The masks of Damselfrau

The masks of Damselfrau as works of high art on display in the Damselfrau lll exhibition held at Dalston Pier in London, 2017. Presented in a vacuumed gallery space, Damselfrau’s masks take on an added dimension without their human wearers. Photograph by Alex Christi.

At present, she considers the mask as a “space” for working with materials that interest her, especially items with a history. “I’ve used everything from old dish rags and plastic bags to 100-year-old Geisha hairpieces and antique Victorian bodices that a friend of mine used to wear to raves in the ’90s,” she says. Friends bring her treasures like “doilies, old twine they found on the road, necklaces from street vendors, dry twigs. A lady up in the North of Norway was reminded of some local fish by one of my masks, so she tanned fish skin in her kitchen and sent it to me in the post. I try not to use materials from animals, but this was the most beautiful and considerate gift.”
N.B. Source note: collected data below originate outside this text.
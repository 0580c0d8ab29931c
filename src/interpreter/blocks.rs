//! Block boundary resolution
//!
//! There is no parse tree: a block's extent is found by scanning forward
//! from its header and counting same-kind headers and terminators. Only
//! headers of the same kind affect the depth, so a WHILE inside a FOR does
//! not disturb the search for ENDFOR.

use super::errors::RuntimeError;
use super::parser::classify;
use super::types::{is_skippable, Program, Stmt, Terminator};

#[derive(Debug, Clone, Copy, PartialEq, Eq)]
pub enum BlockKind {
    If,
    While,
    For,
    Function,
    Every,
    Tick,
}

impl BlockKind {
    pub fn keyword(self) -> &'static str {
        match self {
            BlockKind::If => "IF",
            BlockKind::While => "WHILE",
            BlockKind::For => "FOR",
            BlockKind::Function => "FUNCTION",
            BlockKind::Every => "EVERY",
            BlockKind::Tick => "TICK",
        }
    }

    fn opens(self, stmt: &Stmt) -> bool {
        matches!(
            (self, stmt),
            (BlockKind::If, Stmt::If { .. })
                | (BlockKind::While, Stmt::While { .. })
                | (BlockKind::For, Stmt::For { .. })
                | (BlockKind::Function, Stmt::Function { .. })
                | (BlockKind::Every, Stmt::Every { .. })
                | (BlockKind::Tick, Stmt::Tick { .. })
        )
    }

    fn closes(self, stmt: &Stmt) -> bool {
        matches!(
            (self, stmt),
            (BlockKind::If, Stmt::EndIf)
                | (BlockKind::While, Stmt::Terminator(Terminator::EndWhile))
                | (BlockKind::For, Stmt::Terminator(Terminator::EndFor))
                | (BlockKind::Function, Stmt::Terminator(Terminator::EndFn))
                | (BlockKind::Every, Stmt::Terminator(Terminator::EndEvery))
                | (BlockKind::Tick, Stmt::Terminator(Terminator::End))
        )
    }
}

/// Where a false IF condition resumes
#[derive(Debug, Clone, Copy, PartialEq, Eq)]
pub enum Branch {
    Else(usize),
    EndIf(usize),
}

/// Classified statements of `(header, limit)`, skipping blanks, comments and
/// lines that match no command
fn statements(
    program: &Program,
    header: usize,
    limit: usize,
) -> impl Iterator<Item = (usize, Stmt)> + '_ {
    (header + 1..limit.min(program.len())).filter_map(move |i| {
        let line = program.line(i);
        if is_skippable(line) {
            return None;
        }
        classify(line).ok().map(|stmt| (i, stmt))
    })
}

fn unterminated(program: &Program, header: usize, kind: BlockKind) -> RuntimeError {
    RuntimeError::UnterminatedBlock {
        keyword: kind.keyword(),
        line: program.line(header).to_string(),
    }
}

/// Index of the terminator matching the header at `header`
///
/// The search stops at `limit` (exclusive), the end of the enclosing range.
pub fn find_end(
    program: &Program,
    header: usize,
    limit: usize,
    kind: BlockKind,
) -> Result<usize, RuntimeError> {
    let mut depth = 0usize;
    for (i, stmt) in statements(program, header, limit) {
        if kind.opens(&stmt) {
            depth += 1;
        } else if kind.closes(&stmt) {
            if depth == 0 {
                return Ok(i);
            }
            depth -= 1;
        }
    }
    Err(unterminated(program, header, kind))
}

/// The ELSE or ENDIF at the same nesting depth as the IF at `header`
pub fn find_branch(program: &Program, header: usize, limit: usize) -> Result<Branch, RuntimeError> {
    let mut depth = 0usize;
    for (i, stmt) in statements(program, header, limit) {
        match stmt {
            Stmt::If { .. } => depth += 1,
            Stmt::Else if depth == 0 => return Ok(Branch::Else(i)),
            Stmt::EndIf if depth == 0 => return Ok(Branch::EndIf(i)),
            Stmt::EndIf => depth -= 1,
            _ => {}
        }
    }
    Err(unterminated(program, header, BlockKind::If))
}

#[cfg(test)]
mod tests {
    use super::*;

    fn program(lines: &[&str]) -> Program {
        Program::from_source(&lines.join("\n"))
    }

    #[test]
    fn test_nested_same_kind() {
        let p = program(&[
            "WHILE a < 3",
            "WHILE b < 3",
            "ADD b BY 1",
            "ENDWHILE",
            "ADD a BY 1",
            "ENDWHILE",
        ]);
        assert_eq!(find_end(&p, 0, p.len(), BlockKind::While).unwrap(), 5);
        assert_eq!(find_end(&p, 1, p.len(), BlockKind::While).unwrap(), 3);
    }

    #[test]
    fn test_other_kinds_do_not_count() {
        let p = program(&[
            "FOR i FROM 0 TO 2",
            "WHILE x",
            "ENDWHILE",
            "ENDFOR",
        ]);
        assert_eq!(find_end(&p, 0, p.len(), BlockKind::For).unwrap(), 3);
    }

    #[test]
    fn test_tick_ends_at_end() {
        let p = program(&["TICK 0", "ADD n BY 1", "end"]);
        assert_eq!(find_end(&p, 0, p.len(), BlockKind::Tick).unwrap(), 2);
    }

    #[test]
    fn test_unterminated_respects_limit() {
        let p = program(&["FUNCTION f()", "RETURN 1", "ENDFN"]);
        assert!(find_end(&p, 0, p.len(), BlockKind::Function).is_ok());
        match find_end(&p, 0, 2, BlockKind::Function) {
            Err(RuntimeError::UnterminatedBlock { keyword, line }) => {
                assert_eq!(keyword, "FUNCTION");
                assert_eq!(line, "FUNCTION f()");
            }
            other => panic!("Expected UnterminatedBlock, got {:?}", other),
        }
    }

    #[test]
    fn test_branch_skips_nested_if() {
        let p = program(&[
            "IF a THEN",
            "IF b THEN",
            "PRINT 1",
            "ELSE",
            "PRINT 2",
            "ENDIF",
            "ELSE",
            "PRINT 3",
            "ENDIF",
        ]);
        assert_eq!(find_branch(&p, 0, p.len()).unwrap(), Branch::Else(6));
        assert_eq!(find_branch(&p, 1, p.len()).unwrap(), Branch::Else(3));
        assert_eq!(find_end(&p, 6, p.len(), BlockKind::If).unwrap(), 8);
    }

    #[test]
    fn test_branch_without_else() {
        let p = program(&["IF a THEN", "// comment", "PRINT 1", "ENDIF"]);
        assert_eq!(find_branch(&p, 0, p.len()).unwrap(), Branch::EndIf(3));
        assert!(find_branch(&p, 0, 3).is_err());
    }
}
Kennedy’s professional name is Damselfrau, a word that was originally her Skype handle but came to be aligned with the mask art project. “The name has a duality in the same way the masks do,” she explains. “The name that masks itself. Unmarried and married woman. To me, it has come to mean something like married to oneself.” Damselfrau often begins her projects by searching through her rummage boxes, which are full of tactile, brightly hued materials like pom-poms, tassels, fringe, sequins, broken jewelry, and ribbons. Then, she says, “I make a sketch with materials on a mannequin head and start sewing from there. Easy.”

Damselfrau mask

Niitinn, 2019. Courtesy of the Damselfrau.

The results are lavishly decorated. In one piece of mask art, a feminized face is covered with what appear to be red beads, gold leaves, and old jewelry, and then the face is augmented with multi-colored strings that hang down from the cheeks in the manner of a curious beard or scarf fringe. Another mask uses tribal forms for a textured sable surface, ornamented with bells, beads, tufts of hair, and a stripe of fabric with hearts over the nose. Still another has strings of pearls looping down in front of a semi-translucent white veil that is topped by something like bunny ears or butterfly wings, themselves covered with more pearl-like beads and tufts of red and pink material.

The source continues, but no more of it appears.